** TASK MATERIAL follows **

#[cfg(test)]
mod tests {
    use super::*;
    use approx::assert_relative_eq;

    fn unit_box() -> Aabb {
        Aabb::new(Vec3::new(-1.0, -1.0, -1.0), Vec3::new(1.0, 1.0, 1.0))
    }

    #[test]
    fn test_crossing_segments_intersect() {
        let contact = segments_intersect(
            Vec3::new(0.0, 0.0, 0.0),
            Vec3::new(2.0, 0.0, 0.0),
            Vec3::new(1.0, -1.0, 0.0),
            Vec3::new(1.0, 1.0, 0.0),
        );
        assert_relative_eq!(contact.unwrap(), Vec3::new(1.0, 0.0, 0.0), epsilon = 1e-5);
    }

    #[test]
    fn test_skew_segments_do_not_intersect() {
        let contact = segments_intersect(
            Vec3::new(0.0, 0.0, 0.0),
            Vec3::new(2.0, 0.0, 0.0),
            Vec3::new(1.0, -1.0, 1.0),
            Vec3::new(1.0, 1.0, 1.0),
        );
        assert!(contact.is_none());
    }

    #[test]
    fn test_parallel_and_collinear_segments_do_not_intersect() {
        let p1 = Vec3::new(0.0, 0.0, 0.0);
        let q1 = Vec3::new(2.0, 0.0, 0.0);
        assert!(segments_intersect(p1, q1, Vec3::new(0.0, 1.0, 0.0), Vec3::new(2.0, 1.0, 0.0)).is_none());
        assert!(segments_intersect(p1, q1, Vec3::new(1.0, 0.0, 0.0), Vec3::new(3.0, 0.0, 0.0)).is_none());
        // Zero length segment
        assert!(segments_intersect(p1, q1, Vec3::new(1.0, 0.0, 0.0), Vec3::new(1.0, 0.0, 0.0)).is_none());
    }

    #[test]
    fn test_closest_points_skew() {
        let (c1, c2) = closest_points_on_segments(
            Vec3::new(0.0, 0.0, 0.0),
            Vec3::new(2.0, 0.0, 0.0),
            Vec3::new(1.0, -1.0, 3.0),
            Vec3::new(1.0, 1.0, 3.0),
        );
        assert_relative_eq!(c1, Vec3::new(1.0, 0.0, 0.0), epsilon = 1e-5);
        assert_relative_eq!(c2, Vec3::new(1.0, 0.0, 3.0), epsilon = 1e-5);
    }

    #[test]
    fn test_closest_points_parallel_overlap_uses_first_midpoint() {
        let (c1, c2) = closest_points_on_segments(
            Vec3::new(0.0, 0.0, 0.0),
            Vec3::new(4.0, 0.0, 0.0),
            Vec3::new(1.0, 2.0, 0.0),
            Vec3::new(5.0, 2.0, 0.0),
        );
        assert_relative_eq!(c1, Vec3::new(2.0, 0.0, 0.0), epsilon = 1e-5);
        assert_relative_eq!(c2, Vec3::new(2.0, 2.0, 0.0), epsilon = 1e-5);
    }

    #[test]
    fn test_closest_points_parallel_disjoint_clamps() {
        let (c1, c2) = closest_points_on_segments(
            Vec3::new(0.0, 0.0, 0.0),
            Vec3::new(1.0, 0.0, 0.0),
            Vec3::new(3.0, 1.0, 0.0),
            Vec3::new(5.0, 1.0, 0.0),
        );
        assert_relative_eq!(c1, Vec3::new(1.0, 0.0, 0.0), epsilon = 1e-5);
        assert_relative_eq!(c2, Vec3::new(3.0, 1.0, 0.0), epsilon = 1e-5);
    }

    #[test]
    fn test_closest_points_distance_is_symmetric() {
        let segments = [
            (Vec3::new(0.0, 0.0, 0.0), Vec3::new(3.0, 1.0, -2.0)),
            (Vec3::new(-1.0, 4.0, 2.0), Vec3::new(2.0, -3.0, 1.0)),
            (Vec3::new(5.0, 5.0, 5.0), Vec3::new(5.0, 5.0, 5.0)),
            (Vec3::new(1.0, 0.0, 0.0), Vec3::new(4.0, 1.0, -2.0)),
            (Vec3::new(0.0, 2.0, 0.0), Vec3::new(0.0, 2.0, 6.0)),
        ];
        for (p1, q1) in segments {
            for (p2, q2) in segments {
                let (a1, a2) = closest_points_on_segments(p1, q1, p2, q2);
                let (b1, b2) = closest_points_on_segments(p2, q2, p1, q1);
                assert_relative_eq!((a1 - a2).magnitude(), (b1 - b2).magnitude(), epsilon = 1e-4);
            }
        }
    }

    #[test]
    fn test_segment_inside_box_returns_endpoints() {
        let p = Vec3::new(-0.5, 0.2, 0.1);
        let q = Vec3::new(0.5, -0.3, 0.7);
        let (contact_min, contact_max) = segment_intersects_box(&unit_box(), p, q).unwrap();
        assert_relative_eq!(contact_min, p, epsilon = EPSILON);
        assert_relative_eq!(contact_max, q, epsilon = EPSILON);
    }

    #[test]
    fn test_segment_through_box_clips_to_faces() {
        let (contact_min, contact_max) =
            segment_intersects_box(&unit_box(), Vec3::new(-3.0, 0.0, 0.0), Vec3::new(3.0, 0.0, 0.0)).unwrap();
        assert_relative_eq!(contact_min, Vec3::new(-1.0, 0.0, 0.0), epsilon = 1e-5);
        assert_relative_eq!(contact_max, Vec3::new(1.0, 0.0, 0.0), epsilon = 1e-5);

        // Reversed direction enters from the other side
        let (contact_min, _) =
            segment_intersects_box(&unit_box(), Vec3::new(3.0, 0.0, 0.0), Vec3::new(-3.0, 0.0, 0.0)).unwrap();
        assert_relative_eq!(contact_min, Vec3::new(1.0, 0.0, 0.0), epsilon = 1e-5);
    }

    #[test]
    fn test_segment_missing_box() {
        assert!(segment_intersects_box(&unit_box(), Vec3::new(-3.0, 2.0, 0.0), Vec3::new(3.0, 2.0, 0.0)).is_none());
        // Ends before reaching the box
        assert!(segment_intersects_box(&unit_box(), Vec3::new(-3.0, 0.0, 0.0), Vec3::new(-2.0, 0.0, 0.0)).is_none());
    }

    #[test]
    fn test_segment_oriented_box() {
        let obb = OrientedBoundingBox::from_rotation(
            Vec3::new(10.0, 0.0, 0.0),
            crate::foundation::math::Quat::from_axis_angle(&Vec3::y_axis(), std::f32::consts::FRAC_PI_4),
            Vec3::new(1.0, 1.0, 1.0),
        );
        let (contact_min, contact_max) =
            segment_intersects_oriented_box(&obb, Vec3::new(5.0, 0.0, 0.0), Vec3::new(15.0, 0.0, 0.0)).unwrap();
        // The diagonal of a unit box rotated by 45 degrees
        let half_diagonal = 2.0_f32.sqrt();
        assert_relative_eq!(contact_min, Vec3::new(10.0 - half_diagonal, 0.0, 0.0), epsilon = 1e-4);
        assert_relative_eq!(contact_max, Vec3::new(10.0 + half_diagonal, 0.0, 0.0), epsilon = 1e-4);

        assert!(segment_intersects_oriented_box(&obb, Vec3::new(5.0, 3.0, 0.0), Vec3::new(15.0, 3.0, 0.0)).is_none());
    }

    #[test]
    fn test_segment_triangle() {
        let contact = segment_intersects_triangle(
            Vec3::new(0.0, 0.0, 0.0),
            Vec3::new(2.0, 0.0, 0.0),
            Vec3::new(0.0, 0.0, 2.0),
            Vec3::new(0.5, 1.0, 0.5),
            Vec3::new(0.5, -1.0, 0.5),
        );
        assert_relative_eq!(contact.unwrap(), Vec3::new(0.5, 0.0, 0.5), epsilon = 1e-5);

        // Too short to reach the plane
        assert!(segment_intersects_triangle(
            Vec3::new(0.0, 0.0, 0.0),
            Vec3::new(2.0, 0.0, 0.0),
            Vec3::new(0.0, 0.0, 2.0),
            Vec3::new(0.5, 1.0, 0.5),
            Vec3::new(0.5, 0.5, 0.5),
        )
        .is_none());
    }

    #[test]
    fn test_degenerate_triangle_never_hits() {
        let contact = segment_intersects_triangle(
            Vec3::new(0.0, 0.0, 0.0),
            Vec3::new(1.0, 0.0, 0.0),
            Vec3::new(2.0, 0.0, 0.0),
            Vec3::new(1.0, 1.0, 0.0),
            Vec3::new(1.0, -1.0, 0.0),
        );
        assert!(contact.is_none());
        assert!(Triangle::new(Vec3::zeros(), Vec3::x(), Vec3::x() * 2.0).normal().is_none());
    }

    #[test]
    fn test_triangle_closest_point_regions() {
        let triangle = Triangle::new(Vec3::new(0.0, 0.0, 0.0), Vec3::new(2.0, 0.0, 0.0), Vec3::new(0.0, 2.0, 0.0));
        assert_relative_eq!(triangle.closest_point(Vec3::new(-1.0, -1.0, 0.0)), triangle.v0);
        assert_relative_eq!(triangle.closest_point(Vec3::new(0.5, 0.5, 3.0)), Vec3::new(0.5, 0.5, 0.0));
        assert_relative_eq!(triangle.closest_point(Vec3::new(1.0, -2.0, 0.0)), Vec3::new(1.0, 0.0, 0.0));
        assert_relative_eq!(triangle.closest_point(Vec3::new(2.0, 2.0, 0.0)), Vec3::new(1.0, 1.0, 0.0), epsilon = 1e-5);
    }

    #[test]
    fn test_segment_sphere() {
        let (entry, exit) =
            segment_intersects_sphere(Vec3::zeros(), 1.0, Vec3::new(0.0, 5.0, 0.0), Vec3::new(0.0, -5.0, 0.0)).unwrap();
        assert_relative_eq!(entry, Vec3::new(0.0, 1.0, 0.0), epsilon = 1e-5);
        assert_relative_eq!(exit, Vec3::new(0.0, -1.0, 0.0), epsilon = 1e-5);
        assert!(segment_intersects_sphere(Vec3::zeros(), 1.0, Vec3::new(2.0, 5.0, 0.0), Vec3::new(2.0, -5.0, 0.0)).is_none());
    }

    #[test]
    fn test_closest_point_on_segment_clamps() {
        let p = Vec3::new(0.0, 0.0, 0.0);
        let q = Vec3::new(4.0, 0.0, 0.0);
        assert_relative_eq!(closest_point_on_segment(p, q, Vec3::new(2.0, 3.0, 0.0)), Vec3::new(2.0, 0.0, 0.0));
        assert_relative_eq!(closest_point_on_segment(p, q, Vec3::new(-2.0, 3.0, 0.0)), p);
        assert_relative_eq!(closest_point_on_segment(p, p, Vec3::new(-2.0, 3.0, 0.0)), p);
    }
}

** End of TASK MATERIAL **

Nothing but the lines above from the one containing "-1.0, 0.0)), triangle.v0);" through the one containing "Vec3::new(0.0, -5.0, 0.0)).unwrap();" should appear in the answer, each repeated exactly.

        assert_relative_eq!(triangle.closest_point(Vec3::new(-1.0, -1.0, 0.0)), triangle.v0);
        assert_relative_eq!(triangle.closest_point(Vec3::new(0.5, 0.5, 3.0)), Vec3::new(0.5, 0.5, 0.0));
        assert_relative_eq!(triangle.closest_point(Vec3::new(1.0, -2.0, 0.0)), Vec3::new(1.0, 0.0, 0.0));
        assert_relative_eq!(triangle.closest_point(Vec3::new(2.0, 2.0, 0.0)), Vec3::new(1.0, 1.0, 0.0), epsilon = 1e-5);
    }

    #[test]
    fn test_segment_sphere() {
        let (entry, exit) =
            segment_intersects_sphere(Vec3::zeros(), 1.0, Vec3::new(0.0, 5.0, 0.0), Vec3::new(0.0, -5.0, 0.0)).unwrap();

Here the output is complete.